Strategic patience may have given way to strategic impatience in Washington, but not yet to strategic rethinking.
That rethinking begins by acknowledging that the very steps that each side in Korea takes to bolster deterrence increase the risk of deadly clashes. This is shown by incidents such as the sinking of the South’s ROKS Cheonan in March 2010 in retaliation for the November 2009 shooting up of a North Korean navy vessel and a November 2010 artillery exchange in the contested waters off Korea’s west coast.
In short, deterrence alone will not assure calm on the peninsula. The way to reduce the risk of further clashes is a peace process in Korea in parallel with renewed negotiations to rein in the North’s nuclear and missile programs. Pyongyang has long said it wants a peace treaty ending the Korean War. Probing whether it means what it says is in South Korean and U.S. security interests, especially now that North Korea is nuclear-armed. Whether the new strategic line of March 31 has ruled out negotiated limits on its nuclear and missile programs needs to be explored as well.
The second problem is that the steps taken to reassure U.S. allies also antagonize China—joint exercises that include flights of B-52 and B-2 bombers or the dispatch of aircraft carriers to Korea, expanding missile defenses, and helping South Korea to develop longer-range ballistic missiles (to add to the long-range cruise missiles it recently deployed). It is utterly unrealistic to expect China to abandon North Korea as the United States moves to shore up its alliances.
No chorus of disclaimers from Washington will persuade Beijing that the U.S. military rebalancing to Asia is not aimed at containing it. Washington needs to accompany it with a political and diplomatic rebalancing toward China, and encourage its allies to do the same. Cooperation has to be a two-way street.
A sustained effort at rapprochement could include bilateral discussion of urgent security issues, including exploring a naval no-go zone along China’s coast in return for China’s acceptance of a comparable buffer zone in the waters off Japan, greater U.S. restraint in arming Taiwan in return for greater Chinese transparency about its military plans and programs and tension-easing in the South China Sea.

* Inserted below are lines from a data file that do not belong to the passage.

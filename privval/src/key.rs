//! Validator key file.

use std::path::{Path, PathBuf};

use rewind_crypto::{derive_address, keypair_from_private};
use rewind_types::{HexBytes, KeyPair, PrivateKey, PublicKey};
use serde::{Deserialize, Serialize};

use crate::encoding::hex_bytes;
use crate::file_pv::{read_json, write_json_atomic};
use crate::PrivvalError;

/// On-disk layout of the key file.
#[derive(Serialize, Deserialize)]
struct KeyFile {
    #[serde(with = "hex_bytes")]
    address: HexBytes,
    #[serde(with = "hex_bytes")]
    pub_key: HexBytes,
    #[serde(with = "hex_bytes")]
    priv_key: HexBytes,
}

/// The validator's key pair together with where it was loaded from.
pub struct FilePVKey {
    pub address: HexBytes,
    pub keys: KeyPair,
    path: PathBuf,
}

impl FilePVKey {
    pub fn new(private: PrivateKey, path: impl Into<PathBuf>) -> Self {
        let keys = keypair_from_private(private);
        Self {
            address: derive_address(&keys.public),
            keys,
            path: path.into(),
        }
    }

    pub fn public_key(&self) -> &PublicKey {
        &self.keys.public
    }

    pub fn path(&self) -> &Path {
        &self.path
    }

    /// Load and validate a key file.
    ///
    /// The stored public key and address must both derive from the private
    /// key; a mismatch means the file was edited or truncated.
    pub fn load(path: &Path) -> Result<Self, PrivvalError> {
        let file: KeyFile = read_json(path)?;
        let invalid = |reason: String| PrivvalError::InvalidKey {
            path: path.to_path_buf(),
            reason,
        };

        let private =
            PrivateKey::from_slice(file.priv_key.as_bytes()).map_err(|e| invalid(e.to_string()))?;
        let stored_public =
            PublicKey::from_slice(file.pub_key.as_bytes()).map_err(|e| invalid(e.to_string()))?;

        let key = Self::new(private, path);
        if key.keys.public != stored_public {
            return Err(invalid("public key does not match private key".to_string()));
        }
        if key.address != file.address {
            return Err(invalid(format!(
                "address {} does not match public key (expected {})",
                file.address, key.address
            )));
        }
        Ok(key)
    }

    pub fn save(&self) -> Result<(), PrivvalError> {
        let file = KeyFile {
            address: self.address.clone(),
            pub_key: HexBytes::from(self.keys.public.0),
            priv_key: HexBytes::from(self.keys.private.0),
        };
        write_json_atomic(&self.path, &file)
    }
}
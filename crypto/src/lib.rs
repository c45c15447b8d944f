//! Cryptographic primitives used by rewind.
//!
//! - **SHA-256** (`tmhash`) for header, validator and parameter hashes
//! - **Simple merkle** root over a list of leaves (RFC 6962 prefixes)
//! - **Ed25519** key derivation for validator keys
//! - Validator address derivation (first 20 bytes of the public key hash)

pub mod address;
pub mod hash;
pub mod keys;

pub use address::{derive_address, ADDRESS_LEN};
pub use hash::{consensus_params_hash, merkle_root, sha256, validator_set_hash};
pub use keys::{keypair_from_private, keypair_from_seed, public_from_private};
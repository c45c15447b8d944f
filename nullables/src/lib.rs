//! Nullable infrastructure for deterministic testing.
//!
//! Every collaborator of the rollback (state store, block store, signing
//! checkpoint) is abstracted behind a trait. This crate provides
//! test-friendly implementations that:
//! - Keep everything in memory and never touch the filesystem
//! - Count mutations so tests can assert "nothing was written"
//! - Can be told to fail specific operations
//!
//! Usage: swap real implementations for nullables in tests.

pub mod checkpoint;
pub mod fixture;
pub mod store;

pub use checkpoint::NullCheckpoint;
pub use fixture::ChainFixture;
pub use store::{NullBlockStore, NullStateStore};
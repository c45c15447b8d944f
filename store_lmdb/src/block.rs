//! LMDB implementation of BlockStore.

use std::path::Path;

use heed::types::Bytes;
use heed::{Database, Env};

use rewind_store::{BlockStore, StoreError};
use rewind_types::{BlockMeta, Height};

use crate::environment::{check_schema, open_env};
use crate::{decode, encode, height_key, key_height, LmdbError};

/// Block metadata store backed by its own LMDB environment.
///
/// Base and height are the first and last keys of the metadata table.
pub struct LmdbBlockStore {
    env: Env,
    metas_db: Database<Bytes, Bytes>,
}

impl LmdbBlockStore {
    /// Open or create the block store at `path`.
    pub fn open(path: &Path, map_size: usize) -> Result<Self, LmdbError> {
        let env = open_env(path, 2, map_size)?;
        let mut wtxn = env.write_txn()?;
        check_schema(&env, &mut wtxn)?;
        let metas_db = env.create_database(&mut wtxn, Some("block_metas"))?;
        wtxn.commit()?;
        Ok(Self { env, metas_db })
    }

    /// Append block metadata. Must extend the current tip unless empty.
    pub fn save_block_meta(&self, meta: &BlockMeta) -> Result<(), StoreError> {
        let mut wtxn = self.env.write_txn().map_err(LmdbError::from)?;
        let tip = self
            .metas_db
            .last(&wtxn)
            .map_err(LmdbError::from)?
            .map(|(key, _)| key_height(key))
            .transpose()?;
        if let Some(tip) = tip {
            if meta.height() != tip + 1 {
                return Err(StoreError::NonContiguous {
                    height: tip,
                    got: meta.height(),
                });
            }
        }
        self.metas_db
            .put(&mut wtxn, &height_key(meta.height()), &encode(meta)?)
            .map_err(LmdbError::from)?;
        wtxn.commit().map_err(LmdbError::from)?;
        Ok(())
    }

    fn edge(&self, last: bool) -> Result<Height, StoreError> {
        let rtxn = self.env.read_txn().map_err(LmdbError::from)?;
        let entry = if last {
            self.metas_db.last(&rtxn)
        } else {
            self.metas_db.first(&rtxn)
        }
        .map_err(LmdbError::from)?;
        match entry {
            Some((key, _)) => Ok(key_height(key)?),
            None => Ok(0),
        }
    }
}

impl BlockStore for LmdbBlockStore {
    fn base(&self) -> Result<Height, StoreError> {
        self.edge(false)
    }

    fn height(&self) -> Result<Height, StoreError> {
        self.edge(true)
    }

    fn load_block_meta(&self, height: Height) -> Result<Option<BlockMeta>, StoreError> {
        let rtxn = self.env.read_txn().map_err(LmdbError::from)?;
        match self
            .metas_db
            .get(&rtxn, &height_key(height))
            .map_err(LmdbError::from)?
        {
            Some(bytes) => Ok(Some(decode(bytes)?)),
            None => Ok(None),
        }
    }

    fn delete_latest_block(&self) -> Result<(), StoreError> {
        let mut wtxn = self.env.write_txn().map_err(LmdbError::from)?;
        let tip = self
            .metas_db
            .last(&wtxn)
            .map_err(LmdbError::from)?
            .map(|(key, _)| key.to_vec())
            .ok_or(StoreError::Empty)?;
        let height = key_height(&tip)?;
        self.metas_db
            .delete(&mut wtxn, &tip)
            .map_err(LmdbError::from)?;
        wtxn.commit().map_err(LmdbError::from)?;
        tracing::debug!(height, "deleted latest block");
        Ok(())
    }
}
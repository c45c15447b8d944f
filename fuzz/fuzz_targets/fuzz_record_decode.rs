#![no_main]

use libfuzzer_sys::fuzz_target;

// Store records are bincode-encoded; decoding a corrupt record must fail,
// never panic.
fuzz_target!(|data: &[u8]| {
    let _ = bincode::deserialize::<rewind_types::State>(data);
    let _ = bincode::deserialize::<rewind_types::BlockMeta>(data);
    let _ = bincode::deserialize::<rewind_types::ValidatorSet>(data);
    let _ = bincode::deserialize::<rewind_types::ConsensusParams>(data);

    if let Ok(s) = std::str::from_utf8(data) {
        let _ = rewind_types::HexBytes::from_hex(s);
    }
});
//! State storage trait.

use crate::StoreError;
use rewind_types::{ConsensusParams, Height, State, ValidatorSet};

/// Persistence for the consensus state and its height-indexed history.
pub trait StateStore {
    /// Load the latest state, or `None` if nothing was ever saved.
    fn load(&self) -> Result<Option<State>, StoreError>;

    /// Persist `state` as the latest state.
    ///
    /// Also writes the validator sets and consensus params the state
    /// implies for the following heights (see [`validators_save_heights`]),
    /// overwriting any existing records at those heights.
    fn save(&self, state: &State) -> Result<(), StoreError>;

    /// Validator set that was active at `height`.
    fn load_validators(&self, height: Height) -> Result<ValidatorSet, StoreError>;

    /// Consensus params in effect at `height`.
    fn load_consensus_params(&self, height: Height) -> Result<ConsensusParams, StoreError>;
}

/// Heights at which `save` writes validator sets, paired with the set.
///
/// `next_validators` always goes to `last_block_height + 2`. At genesis
/// (`last_block_height + 1 == initial_height`) the current `validators` are
/// written at `initial_height` too, since no earlier save recorded them.
/// Consensus params go to `last_block_height + 1`.
pub fn validators_save_heights(state: &State) -> Vec<(Height, &ValidatorSet)> {
    let next_height = state.last_block_height + 1;
    let mut out = Vec::with_capacity(2);
    if next_height == state.initial_height {
        out.push((next_height, &state.validators));
    }
    out.push((next_height + 1, &state.next_validators));
    out
}
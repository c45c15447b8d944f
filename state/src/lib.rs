//! Crash-consistency repair for a node's persisted chain state.
//!
//! The block store and the state store are written one after the other, so
//! a crash in between leaves the block store one block ahead. [`rollback`]
//! tells that benign case apart from an aligned pair it can step back by
//! one height, rebuilds the previous [`State`](rewind_types::State) from
//! block metadata and the stored history, and writes it back.

pub mod alignment;
pub mod error;
pub mod reconstruct;
pub mod rollback;
pub mod version;

pub use alignment::{classify, StoreAlignment, StoreStatus};
pub use error::{ErrorKind, RollbackError};
pub use reconstruct::{reconstruct, RollbackInputs};
pub use rollback::{rollback, Rollback, RollbackOutcome};
pub use version::BuildVersion;
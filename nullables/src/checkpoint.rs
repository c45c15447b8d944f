//! Nullable signing checkpoint.

use std::io;
use std::sync::atomic::{AtomicBool, AtomicUsize, Ordering};

use rewind_privval::{CheckpointError, CheckpointReset, PrivvalError};

/// Records how many times it was reset; can be told to fail.
#[derive(Default)]
pub struct NullCheckpoint {
    resets: AtomicUsize,
    fail: AtomicBool,
}

impl NullCheckpoint {
    pub fn new() -> Self {
        Self::default()
    }

    /// A checkpoint whose reset always fails.
    pub fn failing() -> Self {
        let checkpoint = Self::new();
        checkpoint.fail.store(true, Ordering::SeqCst);
        checkpoint
    }

    pub fn reset_count(&self) -> usize {
        self.resets.load(Ordering::SeqCst)
    }
}

impl CheckpointReset for NullCheckpoint {
    fn reset_checkpoint(&self) -> Result<(), CheckpointError> {
        if self.fail.load(Ordering::SeqCst) {
            return Err(CheckpointError::Reset(PrivvalError::Write {
                path: "null_checkpoint".into(),
                source: io::Error::new(io::ErrorKind::PermissionDenied, "reset disabled"),
            }));
        }
        self.resets.fetch_add(1, Ordering::SeqCst);
        Ok(())
    }
}
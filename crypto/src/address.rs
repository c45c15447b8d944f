//! Validator address derivation.

use rewind_types::{HexBytes, PublicKey};

use crate::hash::sha256;

/// Length of a validator address in bytes.
pub const ADDRESS_LEN: usize = 20;

/// Derive a validator address: the first 20 bytes of SHA-256(pubkey).
pub fn derive_address(public_key: &PublicKey) -> HexBytes {
    let digest = sha256(public_key.as_bytes());
    HexBytes::new(&digest[..ADDRESS_LEN])
}
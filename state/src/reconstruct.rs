//! Derivation of the state one height below an invalid state.

use rewind_types::{
    BlockMeta, ConsensusParams, ConsensusVersion, Height, State, ValidatorSet, Version,
};

use crate::BuildVersion;

/// Everything the previous state is derived from.
pub struct RollbackInputs<'a> {
    /// The state being replaced, at height `n`.
    pub invalid: &'a State,
    /// Metadata of block `n - 1`.
    pub rollback_block: &'a BlockMeta,
    /// Metadata of block `n`.
    pub latest_block: &'a BlockMeta,
    /// Validator set stored at height `n - 1`.
    pub prev_validators: ValidatorSet,
    /// Consensus params stored at height `n`.
    pub prev_params: ConsensusParams,
    /// Whether block `n` will be removed, leaving `n - 1` as the tip.
    pub remove_block: bool,
}

/// Build the state at `rollback_block`'s height from `inputs`.
///
/// Chain id and initial height are copied; the validator triple shifts down
/// one slot; change heights above the rollback height clamp to
/// `rollback height + 1`. Block `n` still carries the hashes when it is kept,
/// otherwise they come from block `n - 1` itself.
pub fn reconstruct(inputs: RollbackInputs<'_>, build: &BuildVersion) -> State {
    let RollbackInputs {
        invalid,
        rollback_block,
        latest_block,
        prev_validators,
        prev_params,
        remove_block,
    } = inputs;
    let rollback_height = rollback_block.header.height;

    let (app_hash, last_results_hash) = if remove_block {
        (
            rollback_block.header.app_hash.clone(),
            rollback_block.header.last_results_hash.clone(),
        )
    } else {
        (
            latest_block.header.last_results_hash.clone(),
            latest_block.header.app_hash.clone(),
        )
    };

    State {
        version: Version {
            consensus: ConsensusVersion {
                block: build.block_protocol,
                app: prev_params.version.app_version,
            },
            software: build.software.clone(),
        },

        chain_id: invalid.chain_id.clone(),
        initial_height: invalid.initial_height,

        last_block_height: rollback_height,
        last_block_id: rollback_block.block_id.clone(),
        last_block_time: rollback_block.header.time,

        next_validators: invalid.validators.clone(),
        validators: invalid.last_validators.clone(),
        last_validators: prev_validators,
        last_height_validators_changed: clamp_change_height(
            invalid.last_height_validators_changed,
            rollback_height,
        ),

        consensus_params: prev_params,
        last_height_consensus_params_changed: clamp_change_height(
            invalid.last_height_consensus_params_changed,
            rollback_height,
        ),

        last_results_hash,
        app_hash,
    }
}

/// A change recorded above the rollback height can only have taken effect
/// going into the new tip, so it becomes `rollback_height + 1`. Lower values
/// are kept as they are.
fn clamp_change_height(changed: Height, rollback_height: Height) -> Height {
    if changed > rollback_height {
        rollback_height.saturating_add(1)
    } else {
        changed
    }
}

#[cfg(test)]
mod tests {
    use super::*;
    use rewind_nullables::ChainFixture;

    fn build() -> BuildVersion {
        BuildVersion::new("9.9.9", 42)
    }

    fn inputs<'a>(
        chain: &ChainFixture,
        invalid: &'a State,
        rollback_block: &'a BlockMeta,
        latest_block: &'a BlockMeta,
        remove_block: bool,
    ) -> RollbackInputs<'a> {
        RollbackInputs {
            invalid,
            rollback_block,
            latest_block,
            prev_validators: chain.validators_at(rollback_block.header.height),
            prev_params: chain.params_at(latest_block.header.height),
            remove_block,
        }
    }

    #[test]
    fn clamp_only_above_rollback_height() {
        assert_eq!(clamp_change_height(101, 99), 100);
        assert_eq!(clamp_change_height(100, 99), 100);
        assert_eq!(clamp_change_height(99, 99), 99);
        assert_eq!(clamp_change_height(5, 99), 5);
    }

    #[test]
    fn validators_shift_down_one_slot() {
        let chain = ChainFixture::new(100);
        let invalid = chain.state_at(100);
        let (r, l) = (chain.block_meta(99), chain.block_meta(100));
        let state = reconstruct(inputs(&chain, &invalid, &r, &l, false), &build());

        assert_eq!(state.next_validators, invalid.validators);
        assert_eq!(state.validators, invalid.last_validators);
        assert_eq!(state.last_validators, chain.validators_at(99));
        assert_eq!(state.next_validators, chain.state_at(99).next_validators);
        assert_eq!(state.validators, chain.state_at(99).validators);
    }

    #[test]
    fn identity_fields_come_from_rollback_block() {
        let chain = ChainFixture::new(100);
        let invalid = chain.state_at(100);
        let (r, l) = (chain.block_meta(99), chain.block_meta(100));
        let state = reconstruct(inputs(&chain, &invalid, &r, &l, false), &build());

        assert_eq!(state.last_block_height, 99);
        assert_eq!(state.last_block_id, chain.block_id(99));
        assert_eq!(state.last_block_time, chain.block_time(99));
        assert_eq!(state.chain_id, invalid.chain_id);
        assert_eq!(state.initial_height, invalid.initial_height);
    }

    #[test]
    fn kept_block_supplies_hashes() {
        let chain = ChainFixture::new(100);
        let invalid = chain.state_at(100);
        let (r, l) = (chain.block_meta(99), chain.block_meta(100));
        let state = reconstruct(inputs(&chain, &invalid, &r, &l, false), &build());

        assert_eq!(state.app_hash, l.header.last_results_hash);
        assert_eq!(state.last_results_hash, l.header.app_hash);
    }

    #[test]
    fn removed_block_uses_rollback_block_hashes() {
        let chain = ChainFixture::new(100);
        let invalid = chain.state_at(100);
        let (r, l) = (chain.block_meta(99), chain.block_meta(100));
        let state = reconstruct(inputs(&chain, &invalid, &r, &l, true), &build());

        assert_eq!(state.app_hash, r.header.app_hash);
        assert_eq!(state.last_results_hash, r.header.last_results_hash);
    }

    #[test]
    fn version_from_build_and_params() {
        let chain = ChainFixture::new(100).with_params_upgrade(100, 7);
        let invalid = chain.state_at(100);
        let (r, l) = (chain.block_meta(99), chain.block_meta(100));
        let state = reconstruct(inputs(&chain, &invalid, &r, &l, false), &build());

        assert_eq!(state.version.software, "9.9.9");
        assert_eq!(state.version.consensus.block, 42);
        assert_eq!(state.version.consensus.app, 7);
        assert_eq!(state.consensus_params, chain.params_at(100));
    }

    #[test]
    fn change_heights_clamped() {
        let chain = ChainFixture::new(100).with_params_upgrade(101, 2);
        let invalid = chain.state_at(100);
        assert_eq!(invalid.last_height_validators_changed, 101);
        assert_eq!(invalid.last_height_consensus_params_changed, 101);

        let (r, l) = (chain.block_meta(99), chain.block_meta(100));
        let state = reconstruct(inputs(&chain, &invalid, &r, &l, false), &build());
        assert_eq!(state.last_height_validators_changed, 100);
        assert_eq!(state.last_height_consensus_params_changed, 100);
    }

    #[test]
    fn old_change_heights_kept() {
        let chain = ChainFixture::new(100);
        let mut invalid = chain.state_at(100);
        invalid.last_height_validators_changed = 40;
        let (r, l) = (chain.block_meta(99), chain.block_meta(100));
        let state = reconstruct(inputs(&chain, &invalid, &r, &l, false), &build());
        assert_eq!(state.last_height_validators_changed, 40);
        assert_eq!(state.last_height_consensus_params_changed, 1);
    }
}
//! Fundamental types for the rewind workspace.
//!
//! This crate defines the records that the state store and block store persist:
//! the consensus [`State`], [`BlockMeta`] headers, historical [`ValidatorSet`]s and
//! [`ConsensusParams`], plus the byte and time newtypes they are built from.

pub mod block;
pub mod error;
pub mod hash;
pub mod keys;
pub mod params;
pub mod state;
pub mod time;
pub mod validator;

pub use block::{BlockId, BlockMeta, Header, PartSetHeader};
pub use error::TypesError;
pub use hash::HexBytes;
pub use keys::{KeyPair, PrivateKey, PublicKey};
pub use params::{BlockParams, ConsensusParams, EvidenceParams, ValidatorParams, VersionParams};
pub use state::{ConsensusVersion, State, Version, BLOCK_PROTOCOL};
pub use time::Timestamp;
pub use validator::{Validator, ValidatorSet};

/// Block height. Signed to match the persisted record layout, where `-1`
/// never appears on disk but arithmetic below genesis must not wrap.
pub type Height = i64;
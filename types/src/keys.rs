//! Validator key material.

use serde::{Deserialize, Serialize};
use std::fmt;
use zeroize::{Zeroize, ZeroizeOnDrop};

use crate::TypesError;

/// A 32-byte Ed25519 public key.
#[derive(Clone, Copy, PartialEq, Eq, PartialOrd, Ord, Hash, Serialize, Deserialize)]
pub struct PublicKey(pub [u8; 32]);

/// A 32-byte Ed25519 private key (secret seed).
///
/// This type intentionally does not implement `Debug`, `Serialize`, or `Clone`
/// to prevent accidental exposure. Key bytes are zeroized on drop.
#[derive(Zeroize, ZeroizeOnDrop)]
pub struct PrivateKey(pub [u8; 32]);

/// An Ed25519 key pair.
///
/// Built through `rewind_crypto::keypair_from_seed` or
/// `rewind_crypto::keypair_from_private`; this struct is just data.
pub struct KeyPair {
    pub public: PublicKey,
    pub private: PrivateKey,
}

impl PublicKey {
    pub fn as_bytes(&self) -> &[u8; 32] {
        &self.0
    }

    pub fn from_slice(bytes: &[u8]) -> Result<Self, TypesError> {
        let arr: [u8; 32] = bytes.try_into().map_err(|_| TypesError::InvalidLength {
            expected: 32,
            actual: bytes.len(),
        })?;
        Ok(Self(arr))
    }
}

impl PrivateKey {
    pub fn from_slice(bytes: &[u8]) -> Result<Self, TypesError> {
        let arr: [u8; 32] = bytes.try_into().map_err(|_| TypesError::InvalidLength {
            expected: 32,
            actual: bytes.len(),
        })?;
        Ok(Self(arr))
    }
}

impl fmt::Debug for PublicKey {
    fn fmt(&self, f: &mut fmt::Formatter<'_>) -> fmt::Result {
        write!(f, "PubKeyEd25519{{{}}}", hex::encode_upper(self.0))
    }
}

#[cfg(test)]
mod tests {
    use super::*;

    #[test]
    fn public_key_debug_is_upper_hex() {
        let mut bytes = [0u8; 32];
        bytes[0] = 0xab;
        bytes[31] = 0x0c;
        let rendered = format!("{:?}", PublicKey(bytes));
        assert_eq!(
            rendered,
            format!("PubKeyEd25519{{AB{}0C}}", "00".repeat(30))
        );
    }

    #[test]
    fn private_key_rejects_wrong_length() {
        assert!(matches!(
            PrivateKey::from_slice(&[1u8; 31]),
            Err(TypesError::InvalidLength {
                expected: 32,
                actual: 31
            })
        ));
    }
}
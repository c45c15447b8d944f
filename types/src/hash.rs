//! Variable-length byte strings used for hashes and addresses.
//!
//! App hashes and results hashes are opaque to the node: the application
//! decides their length. `HexBytes` keeps them as raw bytes and renders them
//! as upper-case hex, the way operators see them in logs and CLI output.

use serde::{Deserialize, Serialize};
use std::fmt;

use crate::TypesError;

/// An arbitrary-length byte string with hex formatting.
#[derive(Clone, Default, PartialEq, Eq, PartialOrd, Ord, Hash, Serialize, Deserialize)]
pub struct HexBytes(Vec<u8>);

impl HexBytes {
    pub fn new(bytes: impl Into<Vec<u8>>) -> Self {
        Self(bytes.into())
    }

    pub fn empty() -> Self {
        Self(Vec::new())
    }

    pub fn as_bytes(&self) -> &[u8] {
        &self.0
    }

    pub fn into_vec(self) -> Vec<u8> {
        self.0
    }

    pub fn is_empty(&self) -> bool {
        self.0.is_empty()
    }

    pub fn len(&self) -> usize {
        self.0.len()
    }

    /// Parse a hex string (either case). An empty string yields empty bytes.
    pub fn from_hex(s: &str) -> Result<Self, TypesError> {
        hex::decode(s)
            .map(Self)
            .map_err(|e| TypesError::InvalidHex(format!("{s}: {e}")))
    }
}

impl From<Vec<u8>> for HexBytes {
    fn from(bytes: Vec<u8>) -> Self {
        Self(bytes)
    }
}

impl From<&[u8]> for HexBytes {
    fn from(bytes: &[u8]) -> Self {
        Self(bytes.to_vec())
    }
}

impl From<[u8; 32]> for HexBytes {
    fn from(bytes: [u8; 32]) -> Self {
        Self(bytes.to_vec())
    }
}

impl AsRef<[u8]> for HexBytes {
    fn as_ref(&self) -> &[u8] {
        &self.0
    }
}

impl fmt::Debug for HexBytes {
    fn fmt(&self, f: &mut fmt::Formatter<'_>) -> fmt::Result {
        write!(f, "HexBytes({})", self)
    }
}

impl fmt::Display for HexBytes {
    fn fmt(&self, f: &mut fmt::Formatter<'_>) -> fmt::Result {
        f.write_str(&hex::encode_upper(&self.0))
    }
}
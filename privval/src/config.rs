//! Locating the validator files and resetting the checkpoint through them.

use std::path::PathBuf;

use crate::{CheckpointError, FilePV};

/// Something that can clear the validator's double-signing checkpoint.
pub trait CheckpointReset {
    fn reset_checkpoint(&self) -> Result<(), CheckpointError>;
}

/// Paths to the validator key file and last-sign-state file.
#[derive(Clone, Debug, PartialEq, Eq)]
pub struct PrivValidatorConfig {
    pub key_file: PathBuf,
    pub state_file: PathBuf,
}

impl PrivValidatorConfig {
    pub fn new(key_file: impl Into<PathBuf>, state_file: impl Into<PathBuf>) -> Self {
        Self {
            key_file: key_file.into(),
            state_file: state_file.into(),
        }
    }
}

impl CheckpointReset for PrivValidatorConfig {
    /// Loads the files only when called, so a rollback that never needs to
    /// reset does not require them to exist.
    fn reset_checkpoint(&self) -> Result<(), CheckpointError> {
        let mut pv =
            FilePV::load(&self.key_file, &self.state_file).map_err(CheckpointError::Load)?;
        pv.reset().map_err(CheckpointError::Reset)
    }
}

Revived accommodation could also involve sustained military-to-military talks to address the two states’ mutual vulnerability through mutual restraint in the domains of cyberspace, nuclear weaponry and space. That might include commitments to forgo cyber attacks on each other’s critical infrastructure, acknowledgement of mutual deterrence (U.S. acceptance of China’s retaliatory capability as legitimate or a pledge of no first use of nuclear weapons against each other), and a ban on attacks on or interference with one another’s satellites.
Such an approach would benefit South Korea, which does not want to be entrapped in a revived cold war between the United States and China. It could also ease pressure on President Park Guen-hye from her party’s right wing to shy away from engagement with North Korea, even though it is in South Korea’s interest to nurture much-needed change in the North and counter rising Chinese economic influence there.